• [Input]:

use std::path::Path;

use crate::color::ColorMap;
use crate::data::filter::{FilterSelection, filtered_indices};
use crate::data::loader;
use crate::data::model::{CellValue, FilterColumn, SalaryDataset};
use crate::data::report::{DashboardReport, ReportConfig};

// ---------------------------------------------------------------------------
// Application state
// ---------------------------------------------------------------------------

/// The full UI state, independent of rendering.
#[derive(Default)]
pub struct AppState {
    /// Loaded dataset (None until user loads a file).
    pub dataset: Option<SalaryDataset>,

    /// Per-column filter selections.
    pub filters: FilterSelection,

    /// Indices of records passing the current filters (cached).
    pub visible_indices: Vec<usize>,

    /// Aggregates over the visible records.
    pub report: DashboardReport,

    pub report_config: ReportConfig,

    /// Stable colours for the work-modality chart.
    pub modality_colors: Option<ColorMap>,

    /// Status / error message shown in the UI.
    pub status_message: Option<String>,

    /// Whether a file loading operation is in progress.
    pub loading: bool,
}

impl AppState {
    pub fn with_config(report_config: ReportConfig) -> Self {
        Self {
            report: DashboardReport {
                focus_job_title: report_config.focus_job_title.clone(),
                ..Default::default()
            },
            report_config,
            ..Default::default()
        }
    }

    /// Ingest a newly loaded dataset with every filter value selected.
    pub fn set_dataset(&mut self, dataset: SalaryDataset) {
        self.filters = FilterSelection::all(&dataset);
        self.modality_colors = Some(ColorMap::new(
            dataset.unique_values(FilterColumn::RemoteRatio),
        ));
        self.dataset = Some(dataset);
        self.status_message = None;
        self.loading = false;
        self.refilter();
    }

    /// Load a file, keeping the previous dataset on failure.
    pub fn open_path(&mut self, path: &Path) {
        self.loading = true;
        match loader::load_file(path) {
            Ok(dataset) => self.set_dataset(dataset),
            Err(e) => {
                log::error!("Failed to load file: {e:#}");
                self.status_message = Some(format!("Error: {e:#}"));
                self.loading = false;
            }
        }
    }

    /// Recompute `visible_indices` and the report after a filter change.
    pub fn refilter(&mut self) {
        let Some(ds) = &self.dataset else {
            return;
        };
        self.visible_indices = filtered_indices(ds, &self.filters);
        let records = ds.records();
        let subset: Vec<_> = self.visible_indices.iter().map(|&i| &records[i]).collect();
        self.report = DashboardReport::build(&subset, &self.report_config);
        log::debug!(
            "{} of {} records visible after filter change",
            self.visible_indices.len(),
            ds.len()
        );
    }

    /// Toggle a single value in a column's filter.
    pub fn toggle_filter_value(&mut self, column: FilterColumn, value: &CellValue) {
        self.filters.toggle(column, value);
        self.refilter();
    }

    /// Select all values in a column.
    pub fn select_all(&mut self, column: FilterColumn) {
        if let Some(ds) = &self.dataset {
            self.filters.select_all(column, ds);
            self.refilter();
        }
    }

    /// Deselect all values in a column.
    pub fn select_none(&mut self, column: FilterColumn) {
        self.filters.select_none(column);
        self.refilter();
    }
}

• [Your instructions]: Your reply should consist of one number: how many lines in the entries contain the string "CellValue".

• [Reply]: 2